The in-person recruitment site, Grady Health System, allows access to a racially and ethnically diverse group of potential participants. Furthermore, the study methods will allow for data collection to continue irrespective of local case fluctuations in COVID-19 infection rates. The study team will be able to recruit and evaluate participants in person or pivot to virtual recruitment and data collection using a national recruitment database.

Limitations

This study has a number of limitations. Larger data sets will be needed and the model will need to be prospectively validated. Additionally, remote participation is only available to those who have access to the internet, a video camera, and a microphone.

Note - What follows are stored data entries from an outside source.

//! Prelude module for common imports.
//!
//! ```
//! use livesvg::prelude::*;
//! ```

// Context and identity
pub use crate::context::{IdPolicy, SvgContext};

// Document root
pub use crate::asset::{GradientSpec, SvgAsset, SVG_NAMESPACE};

// Shapes and viewbox
pub use crate::geometry::{Geometry, Shape, DEFAULT_FILL};
pub use crate::viewbox::{ViewBox, DEFAULT_VIEWBOX};

// Definitions
pub use crate::defs::{Definition, GenericDef, ImageDef, IncludeXywh, MaskDef, MaskFill};
pub use crate::gradient::{Gradient, Offset, Stop, StopSpec, DEFAULT_RAMP, DEFAULT_STOP_COLOR};

// Elements and change notification
pub use crate::change::{ChangeEvent, ListenerId, Value};
pub use crate::element::{ElementInfo, ElementKind, InstanceId, SvgNode};

// Attribute serialization
pub use crate::attr::{fmt_number, url_ref, AttrList, AttrsExt, ExtraAttrs, MAX_DECIMALS};

// Canned documents
pub use crate::generate::{banded_rect, gradient_rect, masked_rect};

// Error
pub use crate::error::{SvgError, SvgResult};
/// Stamp the x/y/width/height surface onto a definition type whose inner
/// exposes `base` and `xywh` fields.
macro_rules! impl_xywh_api {
    ($ty:ident, $( $field:ident => $index:tt ),+ $(,)?) => {
        paste::paste! {
            impl $ty {
                $(
                    #[doc = concat!(
                        "The effective `", stringify!($field),
                        "` value: live viewbox while mirrored, stored otherwise."
                    )]
                    pub fn $field(&self) -> f64 {
                        let inner = self.inner.borrow();
                        effective_xywh(&inner.base, &inner.xywh).$index
                    }

                    #[doc = concat!(
                        "Set the stored `", stringify!($field),
                        "` value. Logged and ignored while mirroring the viewbox."
                    )]
                    pub fn [<set_ $field>](&self, value: f64) {
                        let dispatch = {
                            let mut inner = self.inner.borrow_mut();
                            if inner.xywh.match_viewbox {
                                log::warn!(
                                    "{} mirrors the viewbox, `{}` was not written",
                                    inner.base.info(),
                                    stringify!($field)
                                );
                                return;
                            }
                            if inner.xywh.$field == value {
                                return;
                            }
                            let old = std::mem::replace(&mut inner.xywh.$field, value);
                            inner.base.change(stringify!($field), old.into(), value.into())
                        };
                        dispatch.run();
                    }
                )+

                /// Whether x/y/width/height mirror the owning document's
                /// viewbox.
                pub fn match_viewbox_xywh(&self) -> bool {
                    self.inner.borrow().xywh.match_viewbox
                }

                /// Mirror the viewbox, or release the block back to its stored
                /// values.
                pub fn set_match_viewbox_xywh(&self, matched: bool) {
                    let dispatch = {
                        let mut inner = self.inner.borrow_mut();
                        if inner.xywh.match_viewbox == matched {
                            return;
                        }
                        inner.xywh.match_viewbox = matched;
                        inner.base.change(
                            "match_viewbox_xywh",
                            (!matched).into(),
                            matched.into(),
                        )
                    };
                    dispatch.run();
                }

                /// Set viewbox mirroring during construction.
                pub fn with_match_viewbox_xywh(self, matched: bool) -> Self {
                    self.inner.borrow_mut().xywh.match_viewbox = matched;
                    self
                }

                /// Which of x/y/width/height this element serializes.
                pub fn include_xywh_in_data(&self) -> IncludeXywh {
                    self.inner.borrow().xywh.include
                }

                /// Choose which of x/y/width/height serialize, as flags or a
                /// `"xywh"` subset string.
                pub fn set_include_xywh_in_data(&self, include: impl Into<IncludeXywh>) {
                    let include = include.into();
                    let dispatch = {
                        let mut inner = self.inner.borrow_mut();
                        if inner.xywh.include == include {
                            return;
                        }
                        let old = std::mem::replace(&mut inner.xywh.include, include);
                        inner.base.change(
                            "include_xywh_in_data",
                            old.as_subset().into(),
                            include.as_subset().into(),
                        )
                    };
                    dispatch.run();
                }

                /// Set the serialized subset during construction.
                pub fn with_include_xywh(self, include: impl Into<IncludeXywh>) -> Self {
                    self.inner.borrow_mut().xywh.include = include.into();
                    self
                }
            }
        }
    };
}
impl Shape {
    /// Create a shape with a generated id and the default fill.
    pub fn new(ctx: &SvgContext, geometry: Geometry) -> Self {
        Self::with_id(ctx, geometry, None)
    }

    /// Create a shape, claiming `id` when given.
    ///
    /// A rejected id is logged and the generated one kept; construction never
    /// fails.
    pub fn with_id(ctx: &SvgContext, geometry: Geometry, id: Option<&str>) -> Self {
        let base = ElementBase::new(ctx, geometry.kind(), id);
        let inner = Rc::new(RefCell::new(ShapeInner {
            base,
            geometry,
            fill: Some(DEFAULT_FILL.to_string()),
            stroke: None,
            stroke_width: None,
            extra: ExtraAttrs::new(),
            store_in_defs: false,
        }));
        let cell: ElementCell = inner.clone();
        ctx.register(cell);
        Self { inner }
    }

    /// Set the fill during construction.
    pub fn with_fill(self, fill: impl Into<String>) -> Self {
        self.inner.borrow_mut().fill = Some(fill.into());
        self
    }

    /// Set the stroke during construction.
    pub fn with_stroke(self, stroke: impl Into<String>, width: f64) -> Self {
        {
            let mut inner = self.inner.borrow_mut();
            inner.stroke = Some(stroke.into());
            inner.stroke_width = Some(width);
        }
        self
    }

    /// This shape's geometry.
    pub fn geometry(&self) -> Geometry {
        self.inner.borrow().geometry.clone()
    }

    /// Current fill paint, if set.
    pub fn fill(&self) -> Option<String> {
        self.inner.borrow().fill.clone()
    }

    /// Set the fill paint.
    pub fn set_fill(&self, fill: impl Into<String>) {
        let fill = fill.into();
        let dispatch = {
            let mut inner = self.inner.borrow_mut();
            if inner.fill.as_deref() == Some(fill.as_str()) {
                return;
            }
            let old = inner.fill.replace(fill.clone());
            inner.base.change("fill", old.into(), fill.into())
        };
        dispatch.run();
    }

    /// Point the fill at a definition by id: `fill="url(#id)"`.
    ///
    /// A blank id is logged and ignored.
    pub fn fill_url(&self, id: impl AsRef<str>) {
        let id = id.as_ref().trim();
        if id.is_empty() {
            log::warn!("cannot fill {:?} from a blank id", self);
            return;
        }
        self.set_fill(attr::url_ref(id));
    }

    /// Point the fill at a gradient by its id.
    pub fn fill_gradient(&self, gradient: &Gradient) {
        let id = gradient.id();
        if id.trim().is_empty() {
            log::warn!("cannot fill {:?} from a gradient with a blank id", self);
            return;
        }
        self.set_fill(attr::url_ref(&id));
    }

    /// Current stroke paint, if set.
    pub fn stroke(&self) -> Option<String> {
        self.inner.borrow().stroke.clone()
    }

    /// Set the stroke paint.
    pub fn set_stroke(&self, stroke: impl Into<String>) {
        let stroke = stroke.into();
        let dispatch = {
            let mut inner = self.inner.borrow_mut();
            if inner.stroke.as_deref() == Some(stroke.as_str()) {
                return;
            }
            let old = inner.stroke.replace(stroke.clone());
            inner.base.change("stroke", old.into(), stroke.into())
        };
        dispatch.run();
    }

    /// Current stroke width, if set.
    pub fn stroke_width(&self) -> Option<f64> {
        self.inner.borrow().stroke_width
    }

    /// Set the stroke width.
    pub fn set_stroke_width(&self, width: f64) {
        let dispatch = {
            let mut inner = self.inner.borrow_mut();
            if inner.stroke_width == Some(width) {
                return;
            }
            let old = inner.stroke_width.replace(width);
            inner.base.change(
                "stroke-width",
                old.map(Into::into).unwrap_or(crate::change::Value::Null),
                width.into(),
            )
        };
        dispatch.run();
    }

    /// Rect geometry as SVG path data: `M{x},{y} h{w} v{h} h{-w}`, plus
    /// ` Z` when `closed`. Logged and `None` for non-rect shapes.
    pub fn as_path_data(&self, closed: bool) -> Option<String> {
        let inner = self.inner.borrow();
        let Geometry::Rect {
            x,
            y,
            width,
            height,
        } = &inner.geometry
        else {
            log::warn!(
                "only rect flattens to path data, this is a {}",
                inner.geometry.kind()
            );
            return None;
        };
        let mut d = format!(
            "M{},{} h{} v{} h{}",
            fmt_number(*x, MAX_DECIMALS),
            fmt_number(*y, MAX_DECIMALS),
            fmt_number(*width, MAX_DECIMALS),
            fmt_number(*height, MAX_DECIMALS),
            fmt_number(-*width, MAX_DECIMALS),
        );
        if closed {
            d.push_str(" Z");
        }
        Some(d)
    }

    /// Flatten a rect into a fresh path shape carrying the same paint, extra
    /// attributes, and defs routing. `None` for non-rect shapes.
    pub fn to_path(&self) -> Option<Shape> {
        let d = self.as_path_data(true)?;
        let (ctx, fill, stroke, stroke_width, extra, store_in_defs) = {
            let inner = self.inner.borrow();
            (
                inner.base.ctx.clone(),
                inner.fill.clone(),
                inner.stroke.clone(),
                inner.stroke_width,
                inner.extra.clone(),
                inner.store_in_defs,
            )
        };
        let path = Shape::new(&ctx, Geometry::Path { d });
        {
            let mut inner = path.inner.borrow_mut();
            inner.fill = fill;
            inner.stroke = stroke;
            inner.stroke_width = stroke_width;
            inner.extra = extra;
            inner.store_in_defs = store_in_defs;
        }
        Some(path)
    }

    /// This shape's attributes, serialized: id, geometry fields, paint, then
    /// extra attributes.
    pub fn data(&self) -> String {
        let inner = self.inner.borrow();
        let mut attrs = AttrList::new();
        attrs.push("id", inner.base.id.as_str());
        inner.geometry.push_attrs(&mut attrs);
        attrs.push_opt("fill", inner.fill.clone());
        attrs.push_opt("stroke", inner.stroke.clone());
        attrs.push_opt(
            "stroke-width",
            inner.stroke_width.map(|w| fmt_number(w, MAX_DECIMALS)),
        );
        attrs.extend_extra(&inner.extra);
        attrs.render()
    }

    /// Full markup: `<tag {data}/>`.
    pub fn html(&self) -> Option<String> {
        let tag = self.inner.borrow().geometry.tag();
        Some(attr::self_closing_tag(tag, &self.data()))
    }
}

The quality of these recordings is subject to variation based upon the devices accessible to the participants and the areas where they are located, which may impact the quality of the recordings and limit recruitment efforts. The protocol has provided an option for subjects to participate in person, which will allow the study team to better standardize the technology used. However, there may be differences between subjects who participate in their homes and those who travel to the research site to complete the interviews. The research site will provide a private room to complete the Zoom interview and will mimic, as much as possible, the environment of those participating remotely from their homes. Furthermore, the interviewers may be at risk of bias in their ratings, and their physical presence or absence may affect patient responses. All assessments will be recorded, which will allow for the verification of all ratings by the interviewers and the study psychiatrist. The interviewers will also follow a script to maintain as much between-subject consistency in the interviews as possible.

Conclusions

If our findings suggest that these technologies are capable of resolving diagnoses and revealing symptoms at the same level as current psychometric testing and clinician judgment, we will be among the first in the world to have developed a clinical decision support system that can be used by expert and nonexpert clinicians for objectively diagnosing and tracking schizophrenia and depression over time. Such a tool would improve accessibility to care; aid clinicians in objectively evaluating diagnoses, severity of symptoms, and treatment efficacy; reduce treatment-related morbidity; and potentially empower patients to gain a deeper insight into their day-to-day symptoms and stressors to guide self-management.